**WHAT YOU WILL DO:**
The only thing to send back is the number of lines below that hold the string "List".

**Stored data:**
+ + + +

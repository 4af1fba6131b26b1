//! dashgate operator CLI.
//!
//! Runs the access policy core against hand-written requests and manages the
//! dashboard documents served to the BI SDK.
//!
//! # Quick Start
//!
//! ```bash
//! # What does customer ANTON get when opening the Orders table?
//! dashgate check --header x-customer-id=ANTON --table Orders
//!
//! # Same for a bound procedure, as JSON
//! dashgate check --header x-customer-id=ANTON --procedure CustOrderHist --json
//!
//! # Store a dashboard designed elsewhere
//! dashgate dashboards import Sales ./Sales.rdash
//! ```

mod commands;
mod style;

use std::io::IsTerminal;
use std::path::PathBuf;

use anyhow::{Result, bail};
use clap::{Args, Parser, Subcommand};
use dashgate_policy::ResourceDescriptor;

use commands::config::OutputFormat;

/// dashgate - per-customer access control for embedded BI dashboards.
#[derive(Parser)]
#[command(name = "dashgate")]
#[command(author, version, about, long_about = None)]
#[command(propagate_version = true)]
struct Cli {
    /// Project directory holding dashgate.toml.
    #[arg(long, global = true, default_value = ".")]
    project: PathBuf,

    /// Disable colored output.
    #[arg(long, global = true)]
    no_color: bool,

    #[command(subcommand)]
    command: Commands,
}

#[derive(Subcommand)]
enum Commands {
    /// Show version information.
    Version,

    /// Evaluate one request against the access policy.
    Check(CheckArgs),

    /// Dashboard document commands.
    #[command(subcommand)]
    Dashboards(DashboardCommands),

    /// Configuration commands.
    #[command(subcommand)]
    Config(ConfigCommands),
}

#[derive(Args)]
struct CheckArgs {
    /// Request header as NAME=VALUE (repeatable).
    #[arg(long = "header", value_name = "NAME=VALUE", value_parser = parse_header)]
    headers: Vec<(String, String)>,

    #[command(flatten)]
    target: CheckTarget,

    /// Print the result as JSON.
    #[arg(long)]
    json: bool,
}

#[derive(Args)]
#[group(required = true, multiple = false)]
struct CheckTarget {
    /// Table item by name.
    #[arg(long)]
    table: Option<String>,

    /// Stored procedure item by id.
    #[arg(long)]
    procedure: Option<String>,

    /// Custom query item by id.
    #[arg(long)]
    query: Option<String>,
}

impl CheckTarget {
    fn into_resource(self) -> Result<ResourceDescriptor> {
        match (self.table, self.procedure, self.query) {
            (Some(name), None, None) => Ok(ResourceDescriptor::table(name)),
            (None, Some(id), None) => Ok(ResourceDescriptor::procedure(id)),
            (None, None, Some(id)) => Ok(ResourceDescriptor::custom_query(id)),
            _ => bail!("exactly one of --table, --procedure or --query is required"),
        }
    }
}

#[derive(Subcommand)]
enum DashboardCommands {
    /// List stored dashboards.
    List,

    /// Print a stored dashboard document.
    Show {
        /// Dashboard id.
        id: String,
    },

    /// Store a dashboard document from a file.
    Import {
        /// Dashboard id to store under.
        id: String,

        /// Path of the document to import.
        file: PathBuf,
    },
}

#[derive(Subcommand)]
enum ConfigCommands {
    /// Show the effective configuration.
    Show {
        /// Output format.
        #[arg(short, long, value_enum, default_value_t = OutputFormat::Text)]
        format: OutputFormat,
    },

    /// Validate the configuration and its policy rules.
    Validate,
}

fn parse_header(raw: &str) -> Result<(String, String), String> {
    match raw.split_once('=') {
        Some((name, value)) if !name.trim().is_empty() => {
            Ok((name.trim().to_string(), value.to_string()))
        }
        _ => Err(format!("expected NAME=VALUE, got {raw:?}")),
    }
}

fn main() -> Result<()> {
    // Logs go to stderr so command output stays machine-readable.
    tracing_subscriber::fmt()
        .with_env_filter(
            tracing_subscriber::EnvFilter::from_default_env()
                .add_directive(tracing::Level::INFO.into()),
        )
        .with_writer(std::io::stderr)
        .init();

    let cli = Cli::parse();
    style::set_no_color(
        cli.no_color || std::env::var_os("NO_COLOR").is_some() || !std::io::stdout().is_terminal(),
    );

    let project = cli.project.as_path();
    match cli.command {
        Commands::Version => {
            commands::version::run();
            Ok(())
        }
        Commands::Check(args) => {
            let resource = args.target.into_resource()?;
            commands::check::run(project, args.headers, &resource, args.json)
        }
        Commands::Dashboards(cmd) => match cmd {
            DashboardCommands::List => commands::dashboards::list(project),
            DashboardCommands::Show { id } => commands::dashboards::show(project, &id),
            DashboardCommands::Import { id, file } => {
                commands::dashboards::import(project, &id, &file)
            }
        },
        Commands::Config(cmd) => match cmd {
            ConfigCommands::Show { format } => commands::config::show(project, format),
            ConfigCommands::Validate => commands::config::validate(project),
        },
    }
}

+ + + +

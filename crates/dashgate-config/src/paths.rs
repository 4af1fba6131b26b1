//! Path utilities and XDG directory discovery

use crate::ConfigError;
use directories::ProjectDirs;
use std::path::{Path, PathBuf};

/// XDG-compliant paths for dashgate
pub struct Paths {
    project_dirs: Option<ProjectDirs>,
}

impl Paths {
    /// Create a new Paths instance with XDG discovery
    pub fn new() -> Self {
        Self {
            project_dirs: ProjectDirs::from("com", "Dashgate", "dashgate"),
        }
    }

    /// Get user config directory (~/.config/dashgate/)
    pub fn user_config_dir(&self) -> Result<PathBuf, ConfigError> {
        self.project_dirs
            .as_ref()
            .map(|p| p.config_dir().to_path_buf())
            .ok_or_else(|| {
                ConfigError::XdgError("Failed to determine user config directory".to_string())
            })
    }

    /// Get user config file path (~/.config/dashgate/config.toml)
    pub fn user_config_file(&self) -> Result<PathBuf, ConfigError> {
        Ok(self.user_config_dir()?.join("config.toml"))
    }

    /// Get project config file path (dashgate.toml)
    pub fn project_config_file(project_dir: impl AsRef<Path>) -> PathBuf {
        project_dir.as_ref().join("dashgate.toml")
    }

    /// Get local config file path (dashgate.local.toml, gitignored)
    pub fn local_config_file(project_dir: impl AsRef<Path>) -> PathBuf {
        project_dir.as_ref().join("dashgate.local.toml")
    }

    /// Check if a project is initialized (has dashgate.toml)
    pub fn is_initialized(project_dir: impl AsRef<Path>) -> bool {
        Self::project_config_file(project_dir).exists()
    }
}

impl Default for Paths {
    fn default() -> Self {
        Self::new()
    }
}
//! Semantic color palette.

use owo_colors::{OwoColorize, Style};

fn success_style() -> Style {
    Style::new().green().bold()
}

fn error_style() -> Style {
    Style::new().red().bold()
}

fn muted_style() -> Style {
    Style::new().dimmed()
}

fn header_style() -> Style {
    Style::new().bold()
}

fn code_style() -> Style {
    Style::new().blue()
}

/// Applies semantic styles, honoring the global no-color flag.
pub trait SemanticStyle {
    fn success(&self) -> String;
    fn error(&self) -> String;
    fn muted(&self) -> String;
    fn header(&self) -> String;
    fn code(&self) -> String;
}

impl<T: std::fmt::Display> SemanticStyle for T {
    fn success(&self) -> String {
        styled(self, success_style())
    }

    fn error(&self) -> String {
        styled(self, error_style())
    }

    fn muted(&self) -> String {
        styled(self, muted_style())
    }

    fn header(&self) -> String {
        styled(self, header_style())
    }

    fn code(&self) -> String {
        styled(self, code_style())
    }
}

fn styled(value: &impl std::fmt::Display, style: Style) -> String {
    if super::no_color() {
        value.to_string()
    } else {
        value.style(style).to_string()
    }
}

+ + + +

**EXPECTED OUTPUT:**
3